As to the appellants’ claim to an allowance, by way of counterclaim, founded on the fact that the plaintiff was a stockholder; we think that the question involved therein is not open to discussion. The case of Bailey v. Bancker, (3 Hill, 190,) must be deemed to dispose of the question. The appellant, Waterbury, being himself a stockholder, can only set up the claim in a proper action against the stockholders generally for a contribution.
And the alleged counterclaim, founded on the supposed subscription of the plaintiff, for $5,000 of stock in the Stage Company, was properly rejected: First, because the facts proved show that that subscription was abandoned; second, because no such counterclaim was set up in the answer; and this is fatal, since, to allow it, because some evidence of it was given, would not be to disregard amere variance,
The judgment is, we think, for the reasons first above stated, erroneous, in so far as relates to the allowance, out of the proceeds of the mortgaged property, of the sum paid for taxes and the debt due Willis; and, as to the appellants, should be modified by abatement to that extent. This, however, does not deprive the plaintiff of his right to have the full amount from the Stage Company, who have not appealed.

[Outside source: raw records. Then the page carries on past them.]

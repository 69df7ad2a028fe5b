// src/fetch/urls.rs

use scraper::Html;
use std::collections::HashSet;
use tracing::{info, instrument, trace, warn};
use url::Url;

use super::Fetch;
use crate::{config::Config, error::Result};

/// A per-year listing page and the year encoded in the last four characters of its path.
#[derive(Debug, Clone, PartialEq, Eq, Hash)]
pub struct ListingPage {
    pub url: Url,
    pub year: i32,
}

impl ListingPage {
    /// `None` when the URL path does not end in four digits.
    pub fn from_url(url: Url) -> Option<Self> {
        let year = year_from_path(url.path())?;
        Some(Self { url, year })
    }
}

fn year_from_path(path: &str) -> Option<i32> {
    let path = path.trim_end_matches('/');
    let tail = path.get(path.len().checked_sub(4)?..)?;
    if tail.bytes().all(|b| b.is_ascii_digit()) {
        tail.parse().ok()
    } else {
        None
    }
}

/// Collect listing-page links from an index document.
///
/// Only hrefs starting with `prefix` are kept. They are resolved against `base`,
/// stripped of fragment and query, and deduplicated keeping the first occurrence.
pub fn parse_listing_links(html: &str, base: &Url, prefix: &str) -> Vec<ListingPage> {
    let doc = Html::parse_document(html);
    let mut seen = HashSet::new();
    let mut pages = Vec::new();

    for href in doc
        .select(selector!("a[href]"))
        .filter_map(|a| a.value().attr("href"))
    {
        if !href.starts_with(prefix) {
            continue;
        }
        let mut url = match base.join(href) {
            Ok(u) => u,
            Err(e) => {
                warn!(href, error = %e, "unresolvable listing link");
                continue;
            }
        };
        url.set_fragment(None);
        url.set_query(None);

        if !seen.insert(url.clone()) {
            continue;
        }
        match ListingPage::from_url(url.clone()) {
            Some(page) => {
                trace!(url = %page.url, year = page.year, "listing page");
                pages.push(page);
            }
            None => warn!(%url, "listing link has no trailing year; skipped"),
        }
    }

    pages
}

/// Fetch the index page and return its listing pages in document order.
#[instrument(level = "info", skip(fetcher, config), fields(index = %config.index_url))]
pub fn discover_listing_pages<F: Fetch>(fetcher: &F, config: &Config) -> Result<Vec<ListingPage>> {
    let html = fetcher.fetch(&config.index_url)?;
    let pages = parse_listing_links(&html, &config.index_url, &config.link_prefix);
    info!(count = pages.len(), "discovered listing pages");
    Ok(pages)
}
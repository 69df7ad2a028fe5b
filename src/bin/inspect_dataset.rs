//! inspect_dataset.rs
//!
//! Load a scraped CSV through the consumer interface and log a short summary.
//!
//!     cargo run --bin inspect_dataset -- data/billboard_data_2026_10.csv

use anyhow::{Context, Result};
use billboard_topten::store::{load_dataset, DatasetSummary};
use std::env;
use tracing::{info, warn};
use tracing_subscriber::{fmt, EnvFilter};

fn main() -> Result<()> {
    let env_filter = EnvFilter::try_from_default_env().unwrap_or_else(|_| EnvFilter::new("info"));
    fmt::Subscriber::builder().with_env_filter(env_filter).init();

    let path = env::args()
        .nth(1)
        .context("usage: inspect_dataset <dataset.csv>")?;
    let records = load_dataset(&path).with_context(|| format!("loading {path}"))?;
    let summary = DatasetSummary::from_records(&records);

    info!(rows = summary.rows, "loaded {}", path);
    match (summary.first_year, summary.last_year) {
        (Some(first), Some(last)) => info!("years {first}–{last}"),
        _ => warn!("no usable Year values"),
    }
    for (decade, count) in &summary.per_decade {
        info!("{decade}s: {count} entries");
    }
    info!(number_ones = summary.number_ones, "peaked at #1");
    if let Some(w) = summary.mean_weeks {
        info!("mean weeks in top ten: {w:.2}");
    }
    if let Some(lag) = summary.mean_lag_to_peak {
        info!("mean lag to peak: {lag:.1} days");
    }

    let undated = records.iter().filter(|r| r.entry_date.is_none()).count();
    if undated > 0 {
        warn!(undated, "rows without a parsable entry date");
    }
    Ok(())
}
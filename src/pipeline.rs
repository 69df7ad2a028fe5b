// src/pipeline.rs

use tracing::{info, instrument};

use crate::{
    config::Config,
    error::Result,
    fetch::{discover_listing_pages, fetch_table, Fetch, HttpFetcher},
    process::{assemble, process_table, Dataset},
    throttle::Throttle,
};

/// Discover → per page {fetch table → resolve years → normalize} → assemble.
///
/// Pages are handled one at a time in discovery order, with a throttle pause
/// between consecutive pages. The first error of any page ends the run.
pub struct Pipeline<F: Fetch> {
    config: Config,
    fetcher: F,
    throttle: Throttle,
}

impl<F: Fetch> Pipeline<F> {
    pub fn new(config: Config, fetcher: F, throttle: Throttle) -> Self {
        Self {
            config,
            fetcher,
            throttle,
        }
    }

    pub fn config(&self) -> &Config {
        &self.config
    }

    pub fn fetcher(&self) -> &F {
        &self.fetcher
    }

    #[instrument(level = "info", skip(self), fields(index = %self.config.index_url))]
    pub fn run(&mut self) -> Result<Dataset> {
        let pages = discover_listing_pages(&self.fetcher, &self.config)?;
        let total = pages.len();

        let mut per_page = Vec::with_capacity(total);
        for (i, page) in pages.iter().enumerate() {
            if i > 0 {
                self.throttle.pause();
            }
            info!(url = %page.url, year = page.year, "scraping page {}/{}", i + 1, total);
            let table = fetch_table(&self.fetcher, page, &self.config)?;
            per_page.push(process_table(table, self.config.leading_rows)?);
        }

        let dataset = assemble(per_page);
        info!(pages = total, entries = dataset.len(), "scrape finished");
        Ok(dataset)
    }
}

/// Run against the live site described by `config`.
pub fn scrape(config: &Config) -> Result<Dataset> {
    config.validate()?;
    let fetcher = HttpFetcher::new(config)?;
    let throttle = Throttle::from_config(&config.delay)?;
    Pipeline::new(config.clone(), fetcher, throttle).run()
}
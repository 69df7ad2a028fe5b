// src/macros.rs

/// Compile a CSS selector once and hand out a `&'static Selector`.
#[macro_export]
macro_rules! selector {
    ($e: expr) => {{
        use ::once_cell::sync::Lazy;
        use ::scraper::Selector;
        static SELECTOR: Lazy<Selector> =
            Lazy::new(|| Selector::parse($e).expect("selector literal should parse"));
        &*SELECTOR
    }};
}

/// Compile a regex once and hand out a `&'static Regex`.
#[macro_export]
macro_rules! regex {
    ($e: expr) => {{
        use ::once_cell::sync::Lazy;
        use ::regex::Regex;
        static PATTERN: Lazy<Regex> =
            Lazy::new(|| Regex::new($e).expect("regex literal should compile"));
        &*PATTERN
    }};
}
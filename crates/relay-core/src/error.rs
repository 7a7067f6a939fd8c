//! Domain-specific error types following panic-free policy.

use thiserror::Error;

/// Errors that can occur when building a command.
#[derive(Error, Debug, Clone, PartialEq, Eq)]
pub enum CommandError {
    /// The frame delimiter is reserved and cannot appear inside a command
    #[error("Command contains the frame delimiter at byte {position}")]
    EmbeddedDelimiter { position: usize },
}

/// Result type for domain operations.
pub type CoreResult<T> = Result<T, CommandError>;
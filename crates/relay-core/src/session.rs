//! Session identity and lifecycle types.

use std::fmt;
use std::net::SocketAddr;

use chrono::{DateTime, Utc};

// ============================================================================
// Type-Safe Identifiers
// ============================================================================

/// Server-assigned identifier for one client connection.
///
/// Allocated from a monotonically increasing counter at accept time, so two
/// connections from the same remote address never collide.
#[derive(Debug, Clone, Copy, PartialEq, Eq, Hash, PartialOrd, Ord)]
pub struct SessionId(u64);

impl SessionId {
    /// Creates a SessionId from a connection number.
    pub const fn new(id: u64) -> Self {
        Self(id)
    }

    /// Returns the underlying connection number.
    pub const fn get(self) -> u64 {
        self.0
    }
}

impl fmt::Display for SessionId {
    fn fmt(&self, f: &mut fmt::Formatter<'_>) -> fmt::Result {
        write!(f, "session-{}", self.0)
    }
}

impl From<u64> for SessionId {
    fn from(id: u64) -> Self {
        Self(id)
    }
}

// ============================================================================
// Lifecycle
// ============================================================================

/// Lifecycle state of a session.
///
/// ```text
/// Connecting ──(registry add)──▶ Active ──(quit / EOF / I/O error)──▶ Closed
/// ```
///
/// `Closed` is terminal.
#[derive(Debug, Clone, Copy, PartialEq, Eq, Default)]
pub enum SessionState {
    #[default]
    Connecting,
    Active,
    Closed,
}

impl SessionState {
    /// Returns the state after registry membership is acquired.
    ///
    /// Only `Connecting` advances; other states are returned unchanged.
    #[must_use]
    pub fn activate(self) -> Self {
        match self {
            Self::Connecting => Self::Active,
            other => other,
        }
    }

    /// Returns the terminal state. Idempotent.
    #[must_use]
    pub fn close(self) -> Self {
        Self::Closed
    }

    /// Returns true while the session is registered and processing frames.
    pub fn is_active(self) -> bool {
        matches!(self, Self::Active)
    }

    /// Returns true once the session has terminated.
    pub fn is_closed(self) -> bool {
        matches!(self, Self::Closed)
    }
}

impl fmt::Display for SessionState {
    fn fmt(&self, f: &mut fmt::Formatter<'_>) -> fmt::Result {
        match self {
            Self::Connecting => write!(f, "Connecting"),
            Self::Active => write!(f, "Active"),
            Self::Closed => write!(f, "Closed"),
        }
    }
}

// ============================================================================
// Peer Info
// ============================================================================

/// Read-only view of a registered session.
#[derive(Debug, Clone, PartialEq, Eq)]
pub struct PeerInfo {
    pub id: SessionId,
    pub addr: SocketAddr,
    pub connected_at: DateTime<Utc>,
}

impl PeerInfo {
    /// Creates peer info stamped with the current time.
    pub fn new(id: SessionId, addr: SocketAddr) -> Self {
        Self {
            id,
            addr,
            connected_at: Utc::now(),
        }
    }

    /// Time elapsed since the connection was accepted.
    pub fn connected_for(&self) -> chrono::Duration {
        Utc::now().signed_duration_since(self.connected_at)
    }
}
//! TCP server for the pulse relay.
//!
//! The server:
//! - Binds a TCP listener (default `0.0.0.0:9000`)
//! - Spawns one [`Session`] task per accepted connection
//! - Shares a single [`Registry`] handle with every session
//! - Stops accepting when its `CancellationToken` is triggered
//!
//! # Architecture
//!
//! ```text
//! ┌─────────────────┐
//! │   RelayServer   │
//! │                 │
//! │   TcpListener   │
//! └───────┬─────────┘
//!         │ accept()
//!         ▼
//! ┌─────────────────┐     ┌─────────────────┐
//! │     Session     │────▶│     Router      │
//! │   (per client)  │     └────────┬────────┘
//! └───────▲─────────┘              │ broadcast
//!         │ outbox                 ▼
//!         │               ┌─────────────────┐
//!         └───────────────│    Registry     │
//!                         └─────────────────┘
//! ```
//!
//! Running sessions are not cancelled on shutdown; each ends through its
//! own termination conditions or at process exit.

mod session;

pub use session::{Session, SessionError, Termination};

use std::net::SocketAddr;
use std::sync::atomic::{AtomicU64, Ordering};

use tokio::net::{TcpListener, TcpStream};
use tokio_util::sync::CancellationToken;
use tracing::{debug, error, info, warn};

use relay_core::SessionId;

use crate::config::RelayConfig;
use crate::registry::Registry;
use crate::router::Router;

/// TCP server for the pulse relay.
pub struct RelayServer {
    /// Bound listener
    listener: TcpListener,

    /// Effective configuration
    config: RelayConfig,

    /// Shared session registry
    registry: Registry,

    /// Router handed to each session
    router: Router,

    /// Cancellation token for graceful shutdown
    cancel_token: CancellationToken,

    /// Connection counter for generating session ids
    connection_counter: AtomicU64,
}

impl RelayServer {
    /// Binds the listener described by `config`.
    ///
    /// # Arguments
    ///
    /// * `config` - Server configuration (listen address, limits, toggles)
    /// * `registry` - Registry shared by every session of this server
    /// * `cancel_token` - Token for graceful shutdown
    ///
    /// # Errors
    ///
    /// Returns `ServerError::Bind` if the address cannot be bound.
    pub async fn bind(
        config: RelayConfig,
        registry: Registry,
        cancel_token: CancellationToken,
    ) -> Result<Self, ServerError> {
        let listener = TcpListener::bind(config.listen_addr)
            .await
            .map_err(|e| ServerError::Bind {
                addr: config.listen_addr,
                error: e.to_string(),
            })?;

        let router = Router::new(registry.clone(), config.emit_lifecycle_events);

        Ok(Self {
            listener,
            config,
            registry,
            router,
            cancel_token,
            connection_counter: AtomicU64::new(0),
        })
    }

    /// Returns the address the listener is bound to.
    ///
    /// Differs from the configured address when binding to port 0.
    pub fn local_addr(&self) -> Result<SocketAddr, ServerError> {
        self.listener
            .local_addr()
            .map_err(|e| ServerError::LocalAddr(e.to_string()))
    }

    /// Returns the shared registry.
    pub fn registry(&self) -> &Registry {
        &self.registry
    }

    /// Returns the effective configuration.
    pub fn config(&self) -> &RelayConfig {
        &self.config
    }

    /// Runs the accept loop until the cancellation token is triggered.
    pub async fn run(&self) -> Result<(), ServerError> {
        info!(
            addr = %self.local_addr()?,
            lifecycle_events = self.router.emits_lifecycle_events(),
            "Relay server listening"
        );

        loop {
            tokio::select! {
                _ = self.cancel_token.cancelled() => {
                    info!("Server shutdown requested");
                    break;
                }

                result = self.listener.accept() => {
                    match result {
                        Ok((stream, addr)) => {
                            let conn_num = self.connection_counter.fetch_add(1, Ordering::Relaxed);
                            self.handle_connection(stream, addr, SessionId::new(conn_num));
                        }
                        Err(e) => {
                            error!(error = %e, "Failed to accept connection");
                            // Continue accepting other connections
                        }
                    }
                }
            }
        }

        info!(sessions = self.registry.len(), "Relay server stopped accepting");
        Ok(())
    }

    /// Spawns a session task for an accepted connection.
    fn handle_connection(&self, stream: TcpStream, addr: SocketAddr, id: SessionId) {
        if let Err(e) = stream.set_nodelay(true) {
            warn!(session = %id, error = %e, "Failed to set TCP_NODELAY");
        }

        let session = Session::new(
            stream,
            addr,
            id,
            self.registry.clone(),
            self.router.clone(),
            self.config.max_frame_len,
            self.config.write_timeout(),
        );

        tokio::spawn(async move {
            if let Err(e) = session.run().await {
                debug!(session = %id, error = %e, "Session ended with error");
            }
        });
    }
}

/// Errors that can occur in server operations.
#[derive(Debug, thiserror::Error)]
pub enum ServerError {
    #[error("Failed to bind {addr}: {error}")]
    Bind { addr: SocketAddr, error: String },

    #[error("Failed to read local address: {0}")]
    LocalAddr(String),
}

If the plaintiff should consent to deduct, from the recovery from the appellants and the mortgaged property, the two items thus specified, leaving the judgment to stand for the full amount as to the other defendants, the modification should be made and the judgment as modified be affirmed without costs on the appeal.
If he do not so consent the judgment must be reversed, and a new trial ordered, with costs to abide the event.